Fleur Jaeggy, el águila renuente (Una pequeña introducción)

por Laia López Manrique

 

 Pese a que se hayan publicado y reeditado recientemente sus libros en grandes o pequeñas editoriales (Tusquets, Alpha Decay) y a que hablen de ella escritores tan importantes y reconocidos como, por ejemplo, Enrique Vila-Matas, Fleur Jaeggy continúa siendo, en España, una especie de “escritora secreta”. Alguien dijo de Djuna Barnes que era la “escritora desconocida más famosa del mundo” y algo similar sucede también con la autora suiza. Su nombre suena, sí, pero ¿es leída? En todo ello hay, por supuesto, un lado atractivo, pues da la sensación de que existe algo así como una suerte de cenáculo de iniciados que podemos acceder a su obra por contagio o por recomendación de terceros, y eso, qué duda cabe, provoca en los lectores el placer de lo raro, de  lo exclusivo. Pero a veces una se pregunta por qué una obra tan exigente y de tanta calidad literaria como la de Jaeggy permanece, en cierto modo, a la sombra.

 A mí se me ocurren varios posibles motivos. Uno de ellos podría ser el pudor de la misma autora por mostrarse públicamente. Sus apariciones en los medios son, desde siempre, muy escasas y evita totalmente exhibir su privacidad o ser excesivamente fotografiada.

 Otra razón posible es la irregularidad en cuanto a la frecuencia de sus publicaciones, y también su escasez. Jaeggy, nacida en el año 1941, tiene siete libros, todos ellos muy breves (se trata de novelas cortas y de una recopilación de cuentos, en concreto) publicados en Italia en la editorial Adelphi, y mucha obra inédita, especialmente cuentos breves. Novela corta y cuento: dos de los géneros literarios, junto con la poesía, estadísticamente más invisibles. En España se han llegado a editar, por el momento,  cinco de sus libros: El ángel de la guarda, Los hermosos años del castigo, El temor del cielo, Proleterka (todos ellos en Tusquets) y Vidas conjeturales (en Alpha Decay). Pronto, también Alpha Decay publicará su primera novela, El dedo en la boca (1968). También ha aparecido,  hace apenas unos meses, un libro de crítica literaria alrededor de su obra: Fleur Jaeggy.
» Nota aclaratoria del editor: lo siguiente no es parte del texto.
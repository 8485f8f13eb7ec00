/// Runtime override file for board settings, relative to the working directory.
pub const BOARD_SETTINGS_PATH: &str = "assets/config/board.json";

/// Asset root used by the Bevy asset server.
pub const ASSET_ROOT: &str = "assets";

/// Level documents live here, relative to the working directory.
pub const LEVELS_ROOT: &str = "assets/levels";

/// Token catalog, relative to the asset root.
pub const TOKEN_CATALOG_PATH: &str = "tokens/catalog.json";
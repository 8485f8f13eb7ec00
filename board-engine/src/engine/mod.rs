pub mod assets;
pub mod core;
pub mod loading;
pub mod mesh;
pub mod physics;
pub mod scene;
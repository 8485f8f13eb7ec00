use bevy::prelude::*;
#[derive(Resource, Default)]
pub struct LoadingProgress {
    pub catalog_loaded: bool,
}
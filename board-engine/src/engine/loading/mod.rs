//! Level lifecycle: resolving level documents, instantiating the map and
//! spawning tokens from placements.
//!
//! ## Flow
//!
//! ```text
//! Startup
//!   ├─> install_level_loader   LevelLoader resource with asset/JSON collaborators
//!   └─> start_catalog_loading  token catalog JSON handed to the asset server
//! Update
//!   ├─> build_token_kinds      catalog asset -> TokenKinds, then startup level request
//!   └─> handle_level_commands  LevelCommand events -> LevelLoader (exclusive)
//! ```
//!
//! Spawned tokens, the map and the token container are plain entities; the
//! loader tracks their `Entity` handles and despawns them on clear/reload.

/// Error taxonomy for loading, spawning and document resolution.
pub mod error;

/// Map, container and token lifecycle owner.
pub mod level_loader;

/// Level document sources.
pub mod level_provider;

/// Loading progress flags for the startup sequence.
pub mod progress;

/// Map asset lookup and instantiation.
pub mod scene_resolver;

/// Token creation keyed by species.
pub mod token_factory;

use bevy::prelude::*;
use bevy_common_assets::json::JsonAssetPlugin;

use crate::engine::assets::token_catalog::{TokenCatalog, TokenKinds};
use crate::engine::core::settings::BoardSettings;

use level_loader::{LevelCleared, LevelLoaded, LevelLoader, TokenSpawned};
use level_provider::JsonLevelProvider;
use progress::LoadingProgress;
use scene_resolver::AssetSceneResolver;
use token_factory::CatalogTokenFactory;

/// Requests handled by the level loader at the start of the next update.
#[derive(Event, Debug, Clone, PartialEq, Eq)]
pub enum LevelCommand {
    Load(String),
    Reload,
    Clear,
    RemoveToken(Entity),
}

#[derive(Resource, Default)]
pub struct CatalogLoader {
    handle: Option<Handle<TokenCatalog>>,
}

pub struct LevelPlugin;

impl Plugin for LevelPlugin {
    fn build(&self, app: &mut App) {
        app.add_plugins(JsonAssetPlugin::<TokenCatalog>::new(&["catalog.json"]))
            .init_resource::<BoardSettings>()
            .init_resource::<CatalogLoader>()
            .init_resource::<LoadingProgress>()
            .init_resource::<TokenKinds>()
            .add_event::<LevelCommand>()
            .add_event::<LevelLoaded>()
            .add_event::<LevelCleared>()
            .add_event::<TokenSpawned>()
            .add_systems(Startup, (install_level_loader, start_catalog_loading))
            .add_systems(Update, (build_token_kinds, handle_level_commands).chain());
    }
}

/// Build the loader from the asset server and board settings.
pub fn install_level_loader(world: &mut World) {
    let settings = world.get_resource::<BoardSettings>().cloned().unwrap_or_default();
    let Some(asset_server) = world.get_resource::<AssetServer>().cloned() else {
        error!("Asset server unavailable, level loading disabled");
        return;
    };

    let provider = JsonLevelProvider::new(&settings.levels_root);
    info!("Level documents resolved from: {}", provider.root().display());

    world.insert_resource(LevelLoader::new(
        Box::new(AssetSceneResolver::new(asset_server, &settings.asset_root)),
        Box::new(CatalogTokenFactory),
        Box::new(provider),
    ));
}

pub fn start_catalog_loading(
    mut catalog_loader: ResMut<CatalogLoader>,
    settings: Res<BoardSettings>,
    asset_server: Res<AssetServer>,
) {
    info!("Loading token catalog from: {}", settings.token_catalog);
    catalog_loader.handle = Some(asset_server.load(settings.token_catalog.clone()));
}

/// Turn the catalog into spawnable kinds once it arrives, then request the startup level.
pub fn build_token_kinds(
    mut progress: ResMut<LoadingProgress>,
    catalog_loader: Res<CatalogLoader>,
    catalogs: Res<Assets<TokenCatalog>>,
    settings: Res<BoardSettings>,
    mut kinds: ResMut<TokenKinds>,
    mut meshes: ResMut<Assets<Mesh>>,
    mut materials: ResMut<Assets<StandardMaterial>>,
    mut level_commands: EventWriter<LevelCommand>,
) {
    if progress.catalog_loaded {
        return;
    }
    let Some(catalog) = catalog_loader.handle.as_ref().and_then(|h| catalogs.get(h)) else {
        return;
    };

    *kinds = TokenKinds::from_catalog(catalog, &mut meshes, &mut materials);
    progress.catalog_loaded = true;
    info!("✓ Token catalog loaded: {} kinds", kinds.len());

    if let Some(level) = settings.startup_level.clone() {
        level_commands.write(LevelCommand::Load(level));
    }
}

/// Apply queued level commands. Errors are logged; the loader stays usable.
pub fn handle_level_commands(world: &mut World) {
    // Without a loader the commands stay queued and age out with the event buffer.
    if !world.contains_resource::<LevelLoader>() {
        let pending = world
            .get_resource::<Events<LevelCommand>>()
            .map_or(0, |events| events.len());
        if pending > 0 {
            warn!("No level loader installed, ignoring {pending} level command(s)");
        }
        return;
    }
    let commands: Vec<LevelCommand> = match world.get_resource_mut::<Events<LevelCommand>>() {
        Some(mut events) => events.drain().collect(),
        None => return,
    };
    if commands.is_empty() {
        return;
    }

    world.resource_scope(|world, mut loader: Mut<LevelLoader>| {
        for command in commands {
            let result = match &command {
                LevelCommand::Load(path) => loader.load_from_path(world, path).map(|_| ()),
                LevelCommand::Reload => loader.reload(world).map(|_| ()),
                LevelCommand::Clear => {
                    loader.clear(world);
                    Ok(())
                }
                LevelCommand::RemoveToken(entity) => {
                    if !loader.remove_token(world, *entity) {
                        debug!("RemoveToken ignored, {entity} is not a tracked token");
                    }
                    Ok(())
                }
            };
            if let Err(err) = result {
                error!("Level command {:?} failed: {}", command, err);
            }
        }
    });
}
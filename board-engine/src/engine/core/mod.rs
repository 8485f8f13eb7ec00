//! Core application setup and configuration.

/// App construction: default plugins, board plugins, camera and lighting.
pub mod app_setup;

/// Board settings loaded from JSON with defaults.
pub mod settings;

pub mod window_config;
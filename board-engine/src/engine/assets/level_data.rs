use bevy::prelude::*;
use serde::{Deserialize, Serialize};

/// Coordinate frame a placement's position is expressed in.
#[derive(Debug, Clone, Copy, Default, PartialEq, Eq, Serialize, Deserialize)]
#[serde(rename_all = "lowercase")]
pub enum PlacementFrame {
    /// Map-local coordinates, moved and scaled with the level's map.
    #[default]
    Board,
    /// Absolute world coordinates.
    World,
}

/// Declarative record of one token's initial state within a level. Mirrors JSON.
#[derive(Debug, Clone, PartialEq, Serialize, Deserialize)]
pub struct PlacementSpec {
    pub placement_id: String,
    pub species: String,
    pub position: [f32; 3],
    /// Euler angles in degrees, applied X then Y then Z.
    #[serde(default)]
    pub rotation: [f32; 3],
    #[serde(default = "unit_scale")]
    pub scale: [f32; 3],
    #[serde(default)]
    pub shiny: bool,
    #[serde(default)]
    pub frame: PlacementFrame,
}

fn unit_scale() -> [f32; 3] {
    [1.0, 1.0, 1.0]
}

/// Level document. Mirrors JSON structure exactly.
#[derive(Debug, Clone, PartialEq, Serialize, Deserialize)]
pub struct LevelData {
    pub map_asset_path: String,
    #[serde(default = "unit_scale")]
    pub map_scale: [f32; 3],
    #[serde(default)]
    pub map_offset: [f32; 3],
    /// Size of the playable surface collider; its top face sits at the map origin.
    #[serde(default, skip_serializing_if = "Option::is_none")]
    pub board_extent: Option<[f32; 3]>,
    #[serde(default)]
    pub placements: Vec<PlacementSpec>,
}

/// Level-wide frame that board-relative placements are resolved against.
#[derive(Debug, Clone, Copy, PartialEq)]
pub struct LevelFrame {
    pub offset: Vec3,
    pub scale: Vec3,
}

impl LevelFrame {
    pub fn to_world(&self, point: Vec3) -> Vec3 {
        self.offset + self.scale * point
    }
}

impl LevelData {
    pub fn frame(&self) -> LevelFrame {
        LevelFrame {
            offset: Vec3::from_array(self.map_offset),
            scale: Vec3::from_array(self.map_scale),
        }
    }

    pub fn map_transform(&self) -> Transform {
        Transform::from_translation(Vec3::from_array(self.map_offset))
            .with_scale(Vec3::from_array(self.map_scale))
    }

    pub fn placement(&self, placement_id: &str) -> Option<&PlacementSpec> {
        self.placements
            .iter()
            .find(|p| p.placement_id == placement_id)
    }
}

impl PlacementSpec {
    /// World transform of the token, or `None` when any component is non-finite
    /// or the scale collapses an axis.
    pub fn world_transform(&self, frame: &LevelFrame) -> Option<Transform> {
        let position = Vec3::from_array(self.position);
        let rotation = Vec3::from_array(self.rotation);
        let scale = Vec3::from_array(self.scale);

        if !position.is_finite() || !rotation.is_finite() || !scale.is_finite() {
            return None;
        }
        if scale.abs().min_element() <= f32::EPSILON {
            return None;
        }

        let translation = match self.frame {
            PlacementFrame::Board => frame.to_world(position),
            PlacementFrame::World => position,
        };
        let rotation = Quat::from_euler(
            EulerRot::XYZ,
            rotation.x.to_radians(),
            rotation.y.to_radians(),
            rotation.z.to_radians(),
        );

        Some(Transform {
            translation,
            rotation,
            scale,
        })
    }
}
use bevy::asset::AssetMetaCheck;
use bevy::prelude::*;
use constants::path::BOARD_SETTINGS_PATH;

use crate::engine::core::settings::BoardSettings;
use crate::engine::core::window_config::create_window_config;
use crate::engine::loading::LevelPlugin;
use crate::tools::drop_indicator::DropIndicatorPlugin;
use crate::tools::token_drag::DragInputPlugin;

pub fn create_app() -> App {
    let settings = BoardSettings::load_or_default(BOARD_SETTINGS_PATH);
    let asset_root = settings.asset_root.clone();

    let mut app = App::new();
    app.add_plugins(create_default_plugins(asset_root))
        .insert_resource(settings)
        .add_plugins(LevelPlugin)
        .add_plugins(DropIndicatorPlugin)
        .add_plugins(DragInputPlugin)
        .add_systems(Startup, setup);

    app
}

fn spawn_lighting(commands: &mut Commands) {
    commands.spawn((
        DirectionalLight {
            shadows_enabled: true,
            ..default()
        },
        Transform::from_rotation(Quat::from_euler(
            EulerRot::ZYX,
            0.0,
            1.0,
            -std::f32::consts::FRAC_PI_4,
        )),
    ));
}

fn spawn_board_camera(commands: &mut Commands) {
    commands.spawn((
        Camera3d::default(),
        Transform::from_xyz(-2.5, 9.0, 9.0).looking_at(Vec3::ZERO, Vec3::Y),
    ));
}

fn setup(mut commands: Commands) {
    spawn_lighting(&mut commands);
    spawn_board_camera(&mut commands);
}

fn create_default_plugins(asset_root: String) -> impl PluginGroup {
    let window_config = WindowPlugin {
        primary_window: Some(create_window_config()),
        ..default()
    };

    let asset_config = AssetPlugin {
        file_path: asset_root,
        meta_check: AssetMetaCheck::Never,
        ..default()
    };

    DefaultPlugins.set(window_config).set(asset_config)
}
use bevy::prelude::*;

/// Actions the token input layer reacts to. Bindings map them to buttons.
#[derive(Debug, Clone, Copy, PartialEq, Eq, Hash)]
pub enum DragAction {
    Grab,
    Rotate,
    Select,
}

/// Input as seen by one token's controller.
#[derive(Debug, Clone, Copy, PartialEq)]
pub enum InputEvent {
    HoverEntered,
    HoverExited,
    Pressed(DragAction),
    Released(DragAction),
    /// Pointer velocity in pixels since the previous motion event.
    PointerMotion { velocity: Vec2 },
}

#[derive(Debug, Clone, Copy, PartialEq, Eq)]
pub enum ControllerState {
    Idle,
    Hovered,
    Rotating,
}

/// What the owner of the controller has to carry out.
#[derive(Debug, Clone, Copy, PartialEq)]
pub enum ControllerOutput {
    /// Publish a token-selected notification.
    Select,
    /// Add this yaw (radians) to the body's rotation.
    Yaw(f32),
}

impl ControllerOutput {
    pub fn apply(self, body: &mut Transform) {
        if let Self::Yaw(angle) = self {
            body.rotate_y(angle);
        }
    }
}

/// Hover/rotate state machine for one token.
///
/// Rotation starts only while hovered but ends on release wherever the
/// pointer is. Grabbing is left to the drag systems.
#[derive(Component, Debug, Default, Clone, Copy, PartialEq, Eq)]
pub struct DragInputController {
    hovered: bool,
    rotating: bool,
}

impl DragInputController {
    pub fn state(&self) -> ControllerState {
        if self.rotating {
            ControllerState::Rotating
        } else if self.hovered {
            ControllerState::Hovered
        } else {
            ControllerState::Idle
        }
    }

    pub fn is_hovered(&self) -> bool {
        self.hovered
    }

    pub fn is_rotating(&self) -> bool {
        self.rotating
    }

    /// Advance the state machine. Motion while rotating yields an unclamped yaw
    /// increment of `velocity.x * rotation_speed`.
    pub fn handle(&mut self, event: InputEvent, rotation_speed: f32) -> Option<ControllerOutput> {
        match event {
            InputEvent::HoverEntered => self.hovered = true,
            InputEvent::HoverExited => self.hovered = false,
            InputEvent::Pressed(DragAction::Rotate) if self.hovered => self.rotating = true,
            InputEvent::Released(DragAction::Rotate) => self.rotating = false,
            InputEvent::Pressed(DragAction::Select) if self.hovered => {
                return Some(ControllerOutput::Select);
            }
            InputEvent::PointerMotion { velocity } if self.rotating => {
                return Some(ControllerOutput::Yaw(velocity.x * rotation_speed));
            }
            _ => {}
        }
        None
    }
}

#[cfg(test)]
mod tests {
    use super::*;

    const SPEED: f32 = 0.01;

    #[test]
    fn hover_toggles_state_only() {
        let mut c = DragInputController::default();
        assert_eq!(c.handle(InputEvent::HoverEntered, SPEED), None);
        assert_eq!(c.state(), ControllerState::Hovered);
        assert_eq!(c.handle(InputEvent::HoverExited, SPEED), None);
        assert_eq!(c.state(), ControllerState::Idle);
    }

    #[test]
    fn rotate_requires_hover_to_start() {
        let mut c = DragInputController::default();
        c.handle(InputEvent::Pressed(DragAction::Rotate), SPEED);
        assert_eq!(c.state(), ControllerState::Idle);

        c.handle(InputEvent::HoverEntered, SPEED);
        c.handle(InputEvent::Pressed(DragAction::Rotate), SPEED);
        assert_eq!(c.state(), ControllerState::Rotating);
    }

    #[test]
    fn rotate_release_ends_rotation_after_pointer_left() {
        let mut c = DragInputController::default();
        c.handle(InputEvent::HoverEntered, SPEED);
        c.handle(InputEvent::Pressed(DragAction::Rotate), SPEED);
        c.handle(InputEvent::HoverExited, SPEED);
        assert_eq!(c.state(), ControllerState::Rotating);

        c.handle(InputEvent::Released(DragAction::Rotate), SPEED);
        assert_eq!(c.state(), ControllerState::Idle);
    }

    #[test]
    fn motion_only_rotates_while_rotating() {
        let mut c = DragInputController::default();
        let motion = InputEvent::PointerMotion { velocity: Vec2::new(100.0, 40.0) };
        assert_eq!(c.handle(motion, SPEED), None);

        c.handle(InputEvent::HoverEntered, SPEED);
        c.handle(InputEvent::Pressed(DragAction::Rotate), SPEED);
        assert_eq!(c.handle(motion, SPEED), Some(ControllerOutput::Yaw(100.0 * SPEED)));
    }

    #[test]
    fn select_only_while_hovered() {
        let mut c = DragInputController::default();
        assert_eq!(c.handle(InputEvent::Pressed(DragAction::Select), SPEED), None);
        c.handle(InputEvent::HoverEntered, SPEED);
        assert_eq!(
            c.handle(InputEvent::Pressed(DragAction::Select), SPEED),
            Some(ControllerOutput::Select)
        );
    }

    #[test]
    fn grab_is_not_handled_here() {
        let mut c = DragInputController::default();
        c.handle(InputEvent::HoverEntered, SPEED);
        assert_eq!(c.handle(InputEvent::Pressed(DragAction::Grab), SPEED), None);
        assert_eq!(c.state(), ControllerState::Hovered);
    }
}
Temblor de lenguaje (Shangrila Ediciones, 2014).

 El tercer motivo que se me ocurre es de carácter formal y de pertenencia (o más bien de no-pertenencia) dentro del mapa lingüístico y literario. Jaeggy es, sin duda alguna, una autora que se encuentra entre dos o tres aguas, por lo menos, dentro de la literatura italiana y europea. Jaeggy es una autora suiza, nacida en Zurich, de lengua italiana, de segunda lengua alemana y de tercera francesa, que escribe en italiano casi como si escribiera en alemán. Incluso para los estudiosos de la literatura italiana es una autora inclasificable y absolutamente singular. Jaeggy escribe con una prosa gris plomiza, dura, concisa y acerada, sin florituras ni concesiones, más cercana sintácticamente a la prosa germánica que a la prosa románica, y además, en todas sus obras se produce necesariamente el intercalado de las otras lenguas que la habitan. En esa medida, sus libros son un sistema de interferencias lingüísticas, una red de trazado discontinuo entre las diferentes herencias que la atraviesan.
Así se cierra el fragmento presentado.